Where new developments are proposed, the ability to effectively drain the site is very important and should be a concern for both the planner and the developer. From the developer’s perspective, effective drainage (in terms of the minor and major system) is essential in order to deliver maximum value from investment as the inability to gain flood insurance on normal terms can significantly affect property values. The planner’s role is important, not only to ensure that the proposed development can be effectively drained above and below ground, but also that there are no significant consequential effects downstream. There are also other synergies that could be exploited in terms of delivery of green infrastructure, highways and broader environmental and sustainability initiatives.

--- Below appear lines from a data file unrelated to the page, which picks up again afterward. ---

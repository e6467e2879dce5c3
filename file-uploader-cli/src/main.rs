//! file-uploader CLI tool

use anyhow::Result;
use clap::{Parser, Subcommand};
use file_uploader::observability::{self, ObservabilityConfig};
use file_uploader_cli::{CheckCommand, UploadCommand};
use std::process::ExitCode;

#[derive(Parser)]
#[command(name = "file-uploader")]
#[command(version)]
#[command(about = "Validate and upload files as multipart HTTP requests", long_about = None)]
struct Cli {
    /// Log what the uploader does
    #[arg(short, long, global = true)]
    verbose: bool,

    #[command(subcommand)]
    command: Commands,
}

#[derive(Subcommand)]
enum Commands {
    /// Upload files to an endpoint
    Upload(UploadCommand),
    /// Check files against the size and extension policy
    Check(CheckCommand),
}

#[tokio::main]
async fn main() -> Result<ExitCode> {
    let cli = Cli::parse();

    let filter = if cli.verbose {
        "file_uploader=debug,file_uploader_cli=debug"
    } else {
        "warn"
    };
    observability::init_with(
        &ObservabilityConfig::new("file-uploader-cli")
            .with_filter(filter)
            .with_json(false),
    )?;

    match cli.command {
        Commands::Upload(command) => command.execute().await,
        Commands::Check(command) => command.execute(),
    }
}
//! Human-readable file sizes

use crate::config::BYTES_PER_MB;

/// Formats a byte count as `"x.xx KB"` or `"x.xx MB"`
///
/// Below 1,024,000 bytes the value is divided by 1024 and shown in KB; from
/// 1,024,000 bytes on it is divided by 1,024,000 and shown in MB. The mixed
/// base matches how the size limit itself is expressed.
///
/// # Examples
///
/// ```rust
/// use file_uploader::validation::format_size;
///
/// assert_eq!(format_size(2048), "2.00 KB");
/// assert_eq!(format_size(1_536_000), "1.50 MB");
/// ```
#[must_use]
#[allow(clippy::cast_precision_loss)]
pub fn format_size(bytes: u64) -> String {
    if bytes < BYTES_PER_MB {
        format!("{:.2} KB", bytes as f64 / 1024.0)
    } else {
        format!("{:.2} MB", bytes as f64 / BYTES_PER_MB as f64)
    }
}
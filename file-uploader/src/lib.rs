//! file-uploader: headless core of a multi-file upload widget
//!
//! The crate holds everything a file upload widget does except drawing it:
//! - **Validation**: extension and size policy, with per-file rejection reasons
//! - **Session**: accepted batch, captions, progress and status flags
//! - **Transport**: one multipart HTTP request per upload, streamed with progress
//! - **Controller**: the state machine tying them together
//!
//! A presentation layer (a TUI, a desktop shell, the bundled CLI) forwards
//! user actions as [`UploaderEvent`](controller::UploaderEvent)s, renders the
//! [`UploaderView`](controller::UploaderView) snapshot and receives results
//! through an [`UploadObserver`](controller::UploadObserver).
//!
//! # Quick Start
//!
//! ```rust,no_run
//! use file_uploader::prelude::*;
//! use std::sync::Arc;
//!
//! #[tokio::main]
//! async fn main() -> anyhow::Result<()> {
//!     file_uploader::observability::init()?;
//!
//!     let config = UploadConfiguration::load_for_service("my-app")?;
//!     let transport = Arc::new(ReqwestTransport::new()?);
//!     let mut controller = UploadController::new(config, transport)?;
//!
//!     controller.dispatch(UploaderEvent::FileSelection {
//!         files: vec![CandidateFile::from_path("invoice.pdf")?],
//!         source: SelectionSource::Picker,
//!     })?;
//!     controller.dispatch(UploaderEvent::StartUpload)?;
//!
//!     match controller.run_to_completion().await {
//!         SessionState::Succeeded => println!("uploaded"),
//!         other => println!("upload ended as {other}"),
//!     }
//!     Ok(())
//! }
//! ```

// Lint configuration is handled at the workspace level in Cargo.toml
#![allow(clippy::module_name_repetitions)]

pub mod config;
pub mod controller;
pub mod error;
pub mod observability;
pub mod session;
pub mod transport;
pub mod validation;

pub mod prelude {
    //! Convenience re-exports for common types and traits
    //!
    //! # Examples
    //!
    //! ```rust
    //! use file_uploader::prelude::*;
    //! ```

    // Configuration
    pub use crate::config::{
        AllowedExtensions, ConfigError, DisplayOptions, HttpMethod, Labels, ParamValue,
        ResponseType, Theme, UploadConfiguration, UploadConfigurationBuilder,
    };

    // Controller and host interface
    pub use crate::controller::{
        AttemptId, NoopObserver, OutcomeStatus, SelectionSource, UploadController, UploadInfo,
        UploadObserver, UploadOutcome, UploaderEvent, UploaderView,
    };

    // Errors
    pub use crate::error::{FileKind, UploaderError, UploaderResult};

    // Session
    pub use crate::session::{SessionState, StatusMessage, UploadSession};

    // Transport
    pub use crate::transport::{
        CancellationToken, ReqwestTransport, ResponseBody, TransferEvent, TransferHandle,
        TransportAdapter, TransportError,
    };

    // Validation
    pub use crate::validation::{
        format_size, CandidateFile, FileSource, FileValidator, RejectedFile, ValidationError,
    };
}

Planning applications have to be determined in accordance with the provisions of the “development plan”. There is a requirement for planners to consult the various bodies responsible for drainage such as the Environment Agency, sewerage undertaker and local authorities drainage engineers including highways.
Developers need to consider site drainage early in the development process, and certainly no later than the stage of land acquisition, since drainage can affect land value. The layout of a site can have a substantial impact on the ability to cost-effectively deliver SuDS and manage extreme events in the developed area. Designers should consult responsible bodies at an early stage before submission of the planning application (whether outline or full) and this would greatly assist planners in reaching their decisions. This should be considered in detail by both developers and planners.
This is all likely to change with the eventual implementation of Schedule 3 of the Flood and Water Management Act in England and Wales.